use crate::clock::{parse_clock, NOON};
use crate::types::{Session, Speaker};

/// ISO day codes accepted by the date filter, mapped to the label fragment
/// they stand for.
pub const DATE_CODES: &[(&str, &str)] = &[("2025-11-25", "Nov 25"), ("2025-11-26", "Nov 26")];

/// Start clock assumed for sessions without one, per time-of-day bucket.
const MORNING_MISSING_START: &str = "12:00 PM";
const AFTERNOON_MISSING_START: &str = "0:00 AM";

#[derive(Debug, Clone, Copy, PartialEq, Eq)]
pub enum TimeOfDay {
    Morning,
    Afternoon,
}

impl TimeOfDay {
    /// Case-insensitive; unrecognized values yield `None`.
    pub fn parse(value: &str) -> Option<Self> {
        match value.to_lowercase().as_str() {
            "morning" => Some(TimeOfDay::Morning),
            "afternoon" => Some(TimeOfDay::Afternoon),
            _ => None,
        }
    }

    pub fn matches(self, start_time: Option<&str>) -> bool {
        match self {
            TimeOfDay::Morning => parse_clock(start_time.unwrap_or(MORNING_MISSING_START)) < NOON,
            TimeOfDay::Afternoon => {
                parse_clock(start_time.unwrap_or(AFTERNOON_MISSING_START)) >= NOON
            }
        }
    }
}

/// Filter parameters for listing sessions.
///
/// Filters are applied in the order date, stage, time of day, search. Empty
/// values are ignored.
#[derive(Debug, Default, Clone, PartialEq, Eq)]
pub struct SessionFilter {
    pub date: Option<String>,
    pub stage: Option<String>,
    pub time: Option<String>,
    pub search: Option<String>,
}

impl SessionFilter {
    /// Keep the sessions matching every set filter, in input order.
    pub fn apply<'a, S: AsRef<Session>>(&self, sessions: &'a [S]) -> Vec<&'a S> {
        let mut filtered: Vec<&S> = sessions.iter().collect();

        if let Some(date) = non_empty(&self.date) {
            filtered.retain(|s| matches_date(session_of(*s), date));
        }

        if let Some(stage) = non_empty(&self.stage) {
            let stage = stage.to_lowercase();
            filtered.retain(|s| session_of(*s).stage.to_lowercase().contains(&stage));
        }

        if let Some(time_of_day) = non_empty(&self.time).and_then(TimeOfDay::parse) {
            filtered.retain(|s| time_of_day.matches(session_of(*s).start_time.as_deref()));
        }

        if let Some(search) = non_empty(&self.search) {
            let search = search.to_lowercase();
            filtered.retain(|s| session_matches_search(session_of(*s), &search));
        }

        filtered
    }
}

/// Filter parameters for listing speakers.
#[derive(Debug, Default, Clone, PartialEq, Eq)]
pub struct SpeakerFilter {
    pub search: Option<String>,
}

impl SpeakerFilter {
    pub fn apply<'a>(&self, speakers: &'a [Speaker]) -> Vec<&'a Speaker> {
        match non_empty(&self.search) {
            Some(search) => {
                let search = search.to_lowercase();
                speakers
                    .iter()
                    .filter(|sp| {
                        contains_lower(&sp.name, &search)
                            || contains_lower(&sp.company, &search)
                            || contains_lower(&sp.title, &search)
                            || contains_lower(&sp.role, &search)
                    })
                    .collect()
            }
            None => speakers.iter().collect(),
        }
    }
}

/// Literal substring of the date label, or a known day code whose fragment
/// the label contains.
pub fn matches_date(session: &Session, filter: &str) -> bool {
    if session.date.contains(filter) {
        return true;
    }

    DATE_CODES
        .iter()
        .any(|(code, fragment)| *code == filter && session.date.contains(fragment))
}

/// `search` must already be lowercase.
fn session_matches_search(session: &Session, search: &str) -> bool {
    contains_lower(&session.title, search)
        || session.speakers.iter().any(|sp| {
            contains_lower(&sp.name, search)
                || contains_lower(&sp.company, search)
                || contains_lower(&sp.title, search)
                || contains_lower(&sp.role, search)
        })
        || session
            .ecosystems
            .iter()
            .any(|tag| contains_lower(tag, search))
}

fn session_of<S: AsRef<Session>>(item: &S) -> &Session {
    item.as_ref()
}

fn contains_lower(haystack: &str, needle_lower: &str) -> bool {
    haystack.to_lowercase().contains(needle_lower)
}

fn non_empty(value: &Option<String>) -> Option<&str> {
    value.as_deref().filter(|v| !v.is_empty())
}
● ● ● ● ●
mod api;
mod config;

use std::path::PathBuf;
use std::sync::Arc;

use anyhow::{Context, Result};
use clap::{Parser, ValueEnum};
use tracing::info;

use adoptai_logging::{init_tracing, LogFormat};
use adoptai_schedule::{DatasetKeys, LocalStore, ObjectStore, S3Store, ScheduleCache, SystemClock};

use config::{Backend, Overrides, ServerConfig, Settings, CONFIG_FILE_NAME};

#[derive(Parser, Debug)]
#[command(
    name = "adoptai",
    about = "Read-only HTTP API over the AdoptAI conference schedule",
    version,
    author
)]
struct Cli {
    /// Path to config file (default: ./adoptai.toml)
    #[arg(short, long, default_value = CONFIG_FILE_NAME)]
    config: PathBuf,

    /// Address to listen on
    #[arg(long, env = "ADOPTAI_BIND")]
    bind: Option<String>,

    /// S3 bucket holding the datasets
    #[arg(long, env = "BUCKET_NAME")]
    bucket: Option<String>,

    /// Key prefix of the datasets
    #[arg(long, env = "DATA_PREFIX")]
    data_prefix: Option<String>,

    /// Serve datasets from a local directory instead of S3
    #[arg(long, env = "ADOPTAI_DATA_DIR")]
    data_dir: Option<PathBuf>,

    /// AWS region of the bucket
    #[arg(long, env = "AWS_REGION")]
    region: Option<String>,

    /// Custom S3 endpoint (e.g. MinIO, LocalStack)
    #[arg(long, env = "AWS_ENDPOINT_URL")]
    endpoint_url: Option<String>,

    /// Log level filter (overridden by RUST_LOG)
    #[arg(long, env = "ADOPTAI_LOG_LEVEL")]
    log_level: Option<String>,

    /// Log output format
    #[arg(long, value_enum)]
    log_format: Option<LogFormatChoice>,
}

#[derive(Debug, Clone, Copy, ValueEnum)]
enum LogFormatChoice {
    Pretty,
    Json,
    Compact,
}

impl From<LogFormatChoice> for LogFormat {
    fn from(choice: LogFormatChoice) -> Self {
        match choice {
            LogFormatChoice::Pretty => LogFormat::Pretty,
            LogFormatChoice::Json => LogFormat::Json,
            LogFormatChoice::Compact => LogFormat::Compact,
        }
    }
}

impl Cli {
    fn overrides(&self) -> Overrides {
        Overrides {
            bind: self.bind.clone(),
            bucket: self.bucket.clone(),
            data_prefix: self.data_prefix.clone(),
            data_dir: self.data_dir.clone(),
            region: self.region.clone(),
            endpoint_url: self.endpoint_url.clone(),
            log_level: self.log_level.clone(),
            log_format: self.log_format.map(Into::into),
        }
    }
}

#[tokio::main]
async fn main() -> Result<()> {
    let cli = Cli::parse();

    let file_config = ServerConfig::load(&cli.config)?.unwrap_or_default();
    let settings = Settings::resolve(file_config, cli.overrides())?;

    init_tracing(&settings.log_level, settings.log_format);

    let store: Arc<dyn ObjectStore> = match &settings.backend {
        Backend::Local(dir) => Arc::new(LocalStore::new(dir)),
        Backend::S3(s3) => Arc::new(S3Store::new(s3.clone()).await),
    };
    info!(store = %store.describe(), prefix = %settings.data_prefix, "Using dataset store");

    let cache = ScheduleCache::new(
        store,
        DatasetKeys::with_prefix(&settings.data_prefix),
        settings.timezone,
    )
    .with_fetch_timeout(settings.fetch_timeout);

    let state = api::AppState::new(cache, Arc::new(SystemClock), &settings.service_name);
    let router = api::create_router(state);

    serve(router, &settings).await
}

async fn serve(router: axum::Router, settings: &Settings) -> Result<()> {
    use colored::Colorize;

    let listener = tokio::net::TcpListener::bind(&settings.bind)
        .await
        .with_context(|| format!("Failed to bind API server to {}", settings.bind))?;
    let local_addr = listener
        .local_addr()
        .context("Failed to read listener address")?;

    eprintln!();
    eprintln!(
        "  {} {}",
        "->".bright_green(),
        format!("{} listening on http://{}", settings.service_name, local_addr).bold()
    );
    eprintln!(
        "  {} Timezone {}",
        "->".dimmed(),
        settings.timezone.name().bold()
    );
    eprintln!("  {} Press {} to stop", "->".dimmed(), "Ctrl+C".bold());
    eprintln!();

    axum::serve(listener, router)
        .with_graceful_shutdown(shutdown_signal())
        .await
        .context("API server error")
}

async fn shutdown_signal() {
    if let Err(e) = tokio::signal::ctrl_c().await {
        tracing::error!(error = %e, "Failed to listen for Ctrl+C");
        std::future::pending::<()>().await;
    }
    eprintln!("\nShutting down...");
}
● ● ● ● ●
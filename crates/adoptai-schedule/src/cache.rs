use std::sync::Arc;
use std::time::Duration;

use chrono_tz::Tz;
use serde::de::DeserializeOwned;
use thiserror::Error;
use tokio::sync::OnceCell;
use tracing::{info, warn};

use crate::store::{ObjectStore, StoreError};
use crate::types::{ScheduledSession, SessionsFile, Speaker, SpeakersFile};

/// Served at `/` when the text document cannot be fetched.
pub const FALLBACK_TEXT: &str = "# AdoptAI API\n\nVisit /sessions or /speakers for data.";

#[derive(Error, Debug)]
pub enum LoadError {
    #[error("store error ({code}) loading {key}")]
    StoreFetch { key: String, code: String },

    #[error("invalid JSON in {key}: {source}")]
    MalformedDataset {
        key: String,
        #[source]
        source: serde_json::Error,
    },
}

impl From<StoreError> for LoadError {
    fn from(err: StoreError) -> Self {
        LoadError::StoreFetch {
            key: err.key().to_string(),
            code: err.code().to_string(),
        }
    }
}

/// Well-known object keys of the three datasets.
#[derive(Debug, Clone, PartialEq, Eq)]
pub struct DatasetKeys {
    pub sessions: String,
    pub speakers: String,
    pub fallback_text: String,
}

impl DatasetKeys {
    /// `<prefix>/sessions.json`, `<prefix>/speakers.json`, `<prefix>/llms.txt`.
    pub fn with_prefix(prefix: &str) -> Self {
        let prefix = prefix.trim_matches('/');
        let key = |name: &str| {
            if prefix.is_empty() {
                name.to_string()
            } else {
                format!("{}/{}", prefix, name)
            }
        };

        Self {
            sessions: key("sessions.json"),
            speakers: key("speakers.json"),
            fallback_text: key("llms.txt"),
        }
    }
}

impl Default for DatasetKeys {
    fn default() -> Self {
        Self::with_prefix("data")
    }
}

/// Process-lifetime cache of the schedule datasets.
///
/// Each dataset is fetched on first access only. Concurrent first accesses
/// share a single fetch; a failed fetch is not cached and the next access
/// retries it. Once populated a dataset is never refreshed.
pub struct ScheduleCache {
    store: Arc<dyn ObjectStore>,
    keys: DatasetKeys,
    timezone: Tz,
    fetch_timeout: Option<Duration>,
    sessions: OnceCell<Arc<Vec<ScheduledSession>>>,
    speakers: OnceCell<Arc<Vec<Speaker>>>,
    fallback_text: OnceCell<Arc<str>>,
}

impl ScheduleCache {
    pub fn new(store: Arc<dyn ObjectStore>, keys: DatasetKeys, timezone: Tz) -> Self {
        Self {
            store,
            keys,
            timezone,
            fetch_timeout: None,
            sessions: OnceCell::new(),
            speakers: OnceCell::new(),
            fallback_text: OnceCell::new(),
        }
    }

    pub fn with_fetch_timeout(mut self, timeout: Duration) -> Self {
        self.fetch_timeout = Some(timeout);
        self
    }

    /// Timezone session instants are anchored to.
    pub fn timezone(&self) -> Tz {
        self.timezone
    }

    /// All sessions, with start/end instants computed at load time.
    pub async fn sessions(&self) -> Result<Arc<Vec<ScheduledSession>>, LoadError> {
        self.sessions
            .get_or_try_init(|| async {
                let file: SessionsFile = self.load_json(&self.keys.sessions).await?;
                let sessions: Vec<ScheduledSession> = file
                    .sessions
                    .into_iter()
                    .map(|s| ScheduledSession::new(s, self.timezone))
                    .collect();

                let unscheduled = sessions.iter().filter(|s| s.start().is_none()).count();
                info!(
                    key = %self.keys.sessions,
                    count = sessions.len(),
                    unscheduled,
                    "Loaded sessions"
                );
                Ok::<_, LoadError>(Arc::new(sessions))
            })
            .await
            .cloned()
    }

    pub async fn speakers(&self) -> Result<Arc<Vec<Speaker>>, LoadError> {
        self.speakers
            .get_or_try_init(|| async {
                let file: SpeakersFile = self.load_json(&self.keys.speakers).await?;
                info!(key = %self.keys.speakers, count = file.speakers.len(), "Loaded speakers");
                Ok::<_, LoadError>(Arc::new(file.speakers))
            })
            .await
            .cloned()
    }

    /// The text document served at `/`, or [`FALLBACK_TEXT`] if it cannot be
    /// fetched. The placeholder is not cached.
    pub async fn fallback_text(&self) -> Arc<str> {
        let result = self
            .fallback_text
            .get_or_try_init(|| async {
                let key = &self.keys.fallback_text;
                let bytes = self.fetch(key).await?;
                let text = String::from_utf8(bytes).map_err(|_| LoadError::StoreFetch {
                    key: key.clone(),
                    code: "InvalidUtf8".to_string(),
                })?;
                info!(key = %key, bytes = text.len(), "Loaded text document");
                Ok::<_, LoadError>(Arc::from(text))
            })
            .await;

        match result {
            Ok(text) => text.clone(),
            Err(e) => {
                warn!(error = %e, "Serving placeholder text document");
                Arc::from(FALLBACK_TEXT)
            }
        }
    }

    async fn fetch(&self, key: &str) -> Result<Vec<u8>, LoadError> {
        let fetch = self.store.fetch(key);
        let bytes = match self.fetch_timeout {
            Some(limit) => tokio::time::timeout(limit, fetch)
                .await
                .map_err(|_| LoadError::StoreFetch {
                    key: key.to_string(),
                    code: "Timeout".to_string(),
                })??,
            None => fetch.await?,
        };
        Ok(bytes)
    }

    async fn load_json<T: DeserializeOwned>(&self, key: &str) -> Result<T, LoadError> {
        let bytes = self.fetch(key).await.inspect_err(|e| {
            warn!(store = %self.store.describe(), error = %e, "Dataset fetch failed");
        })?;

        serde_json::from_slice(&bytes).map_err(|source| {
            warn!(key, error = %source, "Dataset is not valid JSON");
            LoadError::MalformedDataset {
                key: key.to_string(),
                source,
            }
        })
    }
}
● ● ● ● ●
Search the material above for "SpeakersFile". Pull out each line where it shows up.

Answer section:
use crate::types::{ScheduledSession, SessionsFile, Speaker, SpeakersFile};
                let file: SpeakersFile = self.load_json(&self.keys.speakers).await?;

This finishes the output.